--- Entries provided ---

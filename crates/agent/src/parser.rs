//! Response parser — forgiving extraction of structured output.
//!
//! The LLM is instructed to emit a single JSON object, but real models
//! wrap it in fences, leave trailing commas, put raw newlines inside
//! string literals, or abandon JSON entirely and write prose. Each of
//! those is a first-class case here, not an afterthought. The parser
//! never fails a turn: it always produces a `ParsedResponse`, in the
//! worst case with a canned fallback string.
//!
//! Extraction ladder:
//! 1. unwrap a fenced code block if present
//! 2. slice from the first `{` to the last `}`
//! 3. strict JSON parse
//! 4. repair pass (trailing commas, raw newlines in strings) and retry
//! 5. plain-text extraction of the `response` field, else the residue
//!    outside fences/braces, else a canned fallback

use regex::Regex;
use serde_json::{Map, Value};
use std::sync::atomic::{AtomicU64, Ordering};
use std::sync::LazyLock;
use tracing::{debug, trace};

use attache_core::tool::ToolCall;
use attache_core::widget::WidgetDescriptor;

/// Matches `"response": "<properly escaped value>"`.
static RESPONSE_ESCAPED: LazyLock<Regex> = LazyLock::new(|| {
    Regex::new(r#""response"\s*:\s*"((?:[^"\\]|\\.)*)""#).expect("static regex")
});

/// Matches `"response": "<value with raw newlines>"`, terminated by a quote
/// followed by a comma or closing brace.
static RESPONSE_RAW: LazyLock<Regex> = LazyLock::new(|| {
    Regex::new(r#"(?s)"response"\s*:\s*"(.*?)"\s*[,}]"#).expect("static regex")
});

/// Matches a fenced code block, optionally labeled `json`.
static FENCE: LazyLock<Regex> = LazyLock::new(|| {
    Regex::new(r"(?s)```(?:json)?\s*(.*?)```").expect("static regex")
});

/// The structured record extracted from one LLM reply.
#[derive(Debug, Clone, Default)]
pub struct ParsedResponse {
    pub thinking: Option<String>,
    pub tool_calls: Vec<ToolCall>,
    pub response: String,
    pub widgets: Vec<WidgetDescriptor>,
}

/// Parses accumulated LLM output into a [`ParsedResponse`].
pub struct ResponseParser {
    id_counter: AtomicU64,
}

impl ResponseParser {
    pub fn new() -> Self {
        Self {
            id_counter: AtomicU64::new(1),
        }
    }

    /// Parse raw LLM output. Never fails.
    pub fn parse(&self, raw: &str) -> ParsedResponse {
        let candidate = unwrap_fence(raw);

        if let Some(slice) = slice_braces(candidate) {
            if let Ok(value) = serde_json::from_str::<Value>(slice) {
                return self.normalize(value, raw);
            }
            let repaired = repair_json(slice);
            if let Ok(value) = serde_json::from_str::<Value>(&repaired) {
                debug!("Parsed LLM output after repair pass");
                return self.normalize(value, raw);
            }
            trace!("JSON unparseable even after repair; falling back to text extraction");
        }

        ParsedResponse {
            response: plain_text_extract(raw),
            ..Default::default()
        }
    }

    /// Build a `ParsedResponse` from a parsed JSON value.
    fn normalize(&self, value: Value, raw: &str) -> ParsedResponse {
        let Value::Object(obj) = value else {
            return ParsedResponse {
                response: plain_text_extract(raw),
                ..Default::default()
            };
        };

        let thinking = obj
            .get("thinking")
            .and_then(|v| v.as_str())
            .map(String::from);

        let tool_calls: Vec<ToolCall> = obj
            .get("tool_calls")
            .or_else(|| obj.get("toolCalls"))
            .and_then(|v| v.as_array())
            .map(|calls| {
                calls
                    .iter()
                    .filter_map(|call| self.normalize_call(call))
                    .collect()
            })
            .unwrap_or_default();

        let widgets = obj
            .get("widgets")
            .and_then(|v| v.as_array())
            .map(|widgets| {
                widgets
                    .iter()
                    .filter_map(|w| serde_json::from_value(w.clone()).ok())
                    .collect()
            })
            .unwrap_or_default();

        let response = match obj.get("response") {
            Some(Value::String(s)) => s.clone(),
            Some(Value::Object(inner)) => ["summary", "text", "message"]
                .iter()
                .find_map(|key| inner.get(*key).and_then(|v| v.as_str()))
                .map(String::from)
                .unwrap_or_else(|| plain_text_extract(raw)),
            _ => {
                if tool_calls.is_empty() {
                    plain_text_extract(raw)
                } else {
                    // A pure tool-call reply legitimately has no response text
                    String::new()
                }
            }
        };

        ParsedResponse {
            thinking,
            tool_calls,
            response,
            widgets,
        }
    }

    fn normalize_call(&self, value: &Value) -> Option<ToolCall> {
        let obj = value.as_object()?;
        let name = obj.get("name")?.as_str()?.to_string();

        let id = obj
            .get("id")
            .and_then(|v| v.as_str())
            .filter(|s| !s.is_empty())
            .map(String::from)
            .unwrap_or_else(|| {
                format!("tool-{}", self.id_counter.fetch_add(1, Ordering::Relaxed))
            });

        let arguments = match obj.get("arguments") {
            Some(Value::Object(map)) => map.clone(),
            // Some models stringify the arguments object
            Some(Value::String(s)) => serde_json::from_str::<Map<String, Value>>(s)
                .unwrap_or_default(),
            _ => Map::new(),
        };

        Some(ToolCall {
            id,
            name,
            arguments,
        })
    }
}

impl Default for ResponseParser {
    fn default() -> Self {
        Self::new()
    }
}

/// If the text contains a fenced code block, return its body.
fn unwrap_fence(raw: &str) -> &str {
    match FENCE.captures(raw) {
        Some(caps) => caps.get(1).map(|m| m.as_str().trim()).unwrap_or(raw),
        None => raw,
    }
}

/// Slice from the first `{` to the last `}`, inclusive.
fn slice_braces(text: &str) -> Option<&str> {
    let start = text.find('{')?;
    let end = text.rfind('}')?;
    if end <= start {
        return None;
    }
    Some(&text[start..=end])
}

/// One repair pass over almost-JSON:
/// - drop trailing commas before `}` or `]`
/// - escape raw `\n` / `\r` inside string literals
fn repair_json(input: &str) -> String {
    let mut out = String::with_capacity(input.len());
    let mut in_string = false;
    let mut escaped = false;
    let chars: Vec<char> = input.chars().collect();

    let mut i = 0;
    while i < chars.len() {
        let c = chars[i];

        if in_string {
            if escaped {
                escaped = false;
                out.push(c);
            } else {
                match c {
                    '\\' => {
                        escaped = true;
                        out.push(c);
                    }
                    '"' => {
                        in_string = false;
                        out.push(c);
                    }
                    '\n' => out.push_str("\\n"),
                    '\r' => out.push_str("\\r"),
                    _ => out.push(c),
                }
            }
            i += 1;
            continue;
        }

        match c {
            '"' => {
                in_string = true;
                out.push(c);
            }
            ',' => {
                // Trailing comma: look past whitespace for a closer
                let mut j = i + 1;
                while j < chars.len() && chars[j].is_whitespace() {
                    j += 1;
                }
                if j < chars.len() && (chars[j] == '}' || chars[j] == ']') {
                    // drop the comma
                } else {
                    out.push(c);
                }
            }
            _ => out.push(c),
        }
        i += 1;
    }

    out
}

/// Unescape the standard JSON escapes in a regex-captured string body.
fn unescape(input: &str) -> String {
    let mut out = String::with_capacity(input.len());
    let mut chars = input.chars();
    while let Some(c) = chars.next() {
        if c != '\\' {
            out.push(c);
            continue;
        }
        match chars.next() {
            Some('n') => out.push('\n'),
            Some('r') => out.push('\r'),
            Some('t') => out.push('\t'),
            Some('"') => out.push('"'),
            Some('\\') => out.push('\\'),
            Some('/') => out.push('/'),
            Some('u') => {
                let code: String = chars.by_ref().take(4).collect();
                if let Some(decoded) =
                    u32::from_str_radix(&code, 16).ok().and_then(char::from_u32)
                {
                    out.push(decoded);
                }
            }
            Some(other) => {
                out.push('\\');
                out.push(other);
            }
            None => out.push('\\'),
        }
    }
    out
}

/// Last-resort extraction when the output is not parseable JSON.
fn plain_text_extract(raw: &str) -> String {
    // Try to pull the response field's value straight out of the text
    if let Some(caps) = RESPONSE_ESCAPED.captures(raw) {
        let value = unescape(caps.get(1).map(|m| m.as_str()).unwrap_or_default());
        if !value.trim().is_empty() {
            return value;
        }
    }
    if let Some(caps) = RESPONSE_RAW.captures(raw) {
        let value = caps.get(1).map(|m| m.as_str()).unwrap_or_default();
        if !value.trim().is_empty() {
            return value.to_string();
        }
    }

    // Strip fenced blocks and the widest brace region; keep the residue
    let without_fences = FENCE.replace_all(raw, "");
    let cleaned: &str = &without_fences;
    let residue = match (cleaned.find('{'), cleaned.rfind('}')) {
        (Some(start), Some(end)) if end > start => {
            format!("{}{}", &cleaned[..start], &cleaned[end + 1..])
        }
        _ => cleaned.to_string(),
    };

    let trimmed = residue.trim();
    if trimmed.is_empty() {
        "I've processed your request.".to_string()
    } else {
        trimmed.to_string()
    }
}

--- Action item ---
Whenever a line in the material above holds the string "return", copy that line in full.

--- Task response ---
                return self.normalize(value, raw);
                return self.normalize(value, raw);
            return ParsedResponse {
/// If the text contains a fenced code block, return its body.
        return None;
            return value;
            return value.to_string();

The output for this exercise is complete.